L’applaudissement soutenu, je dirais unanime sans crainte, exprimait non seulement la profonde satisfaction d’un devoir accompli, conclu… mais aussi, face au regard du monde, en guerre et créant des divisions, des fissures et des affrontements absurdes, que le Pape était le premier à prendre très au sérieux (la sérénité vient de « serio » et non de « série ») ce qui avait été travaillé pendant quatre ans à l’échelle locale (diocésaine), nationale, continentale et universelle. Je n’oublierai jamais ce moment. Nous partions avec la satisfaction du devoir accompli, oui, mais avec l’immense joie d’avoir été pris très au sérieux dans ce qui avait été discerné et approuvé, fait sien par le Successeur de Pierre. Peut-être avons-nous compris là le sens le plus profond, synodal, de tous, certains, un.
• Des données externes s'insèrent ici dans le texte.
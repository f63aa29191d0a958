/*
 *
 * Copyright 2025 gRPC authors.
 *
 * Permission is hereby granted, free of charge, to any person obtaining a copy
 * of this software and associated documentation files (the "Software"), to
 * deal in the Software without restriction, including without limitation the
 * rights to use, copy, modify, merge, publish, distribute, sublicense, and/or
 * sell copies of the Software, and to permit persons to whom the Software is
 * furnished to do so, subject to the following conditions:
 *
 * The above copyright notice and this permission notice shall be included in
 * all copies or substantial portions of the Software.
 *
 * THE SOFTWARE IS PROVIDED "AS IS", WITHOUT WARRANTY OF ANY KIND, EXPRESS OR
 * IMPLIED, INCLUDING BUT NOT LIMITED TO THE WARRANTIES OF MERCHANTABILITY,
 * FITNESS FOR A PARTICULAR PURPOSE AND NONINFRINGEMENT. IN NO EVENT SHALL THE
 * AUTHORS OR COPYRIGHT HOLDERS BE LIABLE FOR ANY CLAIM, DAMAGES OR OTHER
 * LIABILITY, WHETHER IN AN ACTION OF CONTRACT, TORT OR OTHERWISE, ARISING
 * FROM, OUT OF OR IN CONNECTION WITH THE SOFTWARE OR THE USE OR OTHER DEALINGS
 * IN THE SOFTWARE.
 *
 */

use std::future::Future;
use std::pin::Pin;
use std::time::Duration;

use tokio::task::JoinHandle;

use super::{Runtime, Sleep, TaskHandle};

/// A [`Runtime`] backed by the ambient tokio runtime.
#[derive(Debug, Default)]
pub struct TokioRuntime;

impl TaskHandle for JoinHandle<()> {
    fn abort(&self) {
        self.abort()
    }
}

impl Sleep for tokio::time::Sleep {}

impl Runtime for TokioRuntime {
    fn spawn(
        &self,
        task: Pin<Box<dyn Future<Output = ()> + Send + 'static>>,
    ) -> Box<dyn TaskHandle> {
        Box::new(tokio::spawn(task))
    }

    fn sleep(&self, duration: Duration) -> Pin<Box<dyn Sleep>> {
        Box::pin(tokio::time::sleep(duration))
    }
}
/// Splits endpoints by their PriorityName attribute.  Endpoints without a
/// priority cannot be attributed to a child and are dropped.
fn shard_endpoints_by_priority(endpoints: &[Endpoint]) -> HashMap<String, Vec<Endpoint>> {
    let mut sharded: HashMap<String, Vec<Endpoint>> = HashMap::new();
    for endpoint in endpoints {
        match endpoint.attributes.get::<PriorityName>() {
            Some(PriorityName(name)) => {
                sharded.entry(name.clone()).or_default().push(endpoint.clone());
            }
            None => debug!("priority: dropping endpoint without a priority"),
        }
    }
    sharded
}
Maintenant, nous devons le mettre en œuvre dans la conversion de nos Églises particulières, en impliquant tout le Saint Peuple fidèle de Dieu.
Le Synode m’a permis de comprendre plus profondément la conversion à laquelle nous avons été invités. Je souhaite le résumer de manière claire et simple. En espagnol, cela semble un simple jeu de mots. Mais il ne s’agit pas d’un jeu, mais d’une exhortation à vivre sérieusement l’« ecclésialité » ! Comme saint Dominique, sainte Catherine et tous les saints et saintes de l’Ordre l’ont vécue et prêchée ! Sinon, nous ne serons rien d’autre que de tristes tireurs isolés. C’est pourquoi, mon exhortation finale à chaque lecteur ou lectrice du présent témoignage sera :
« Ne restez pas À L’Écart, soyez de la partie »
Fraternellement en Christ, Marie et saint Dominique, marchons ensemble, pèlerins de l’Espérance !
Bahía Blanca, 11 février, Année sainte 2025
+ Frère Carlos Alfonso Azpiroz Costa OP
Archevêque de Bahía Blanca
Frère Carlos Azpiroz Costa, OP (Buenos Aires, 1956), fils de l’actuelle Province de Saint-Augustin en Argentine et au Chili, a étudié le doctorat en Droit Canonique à l’Angelicum. Il a été Maître de l’Ordre entre 2001 et 2010 et est actuellement Archevêque de Bahía Blanca, Argentine.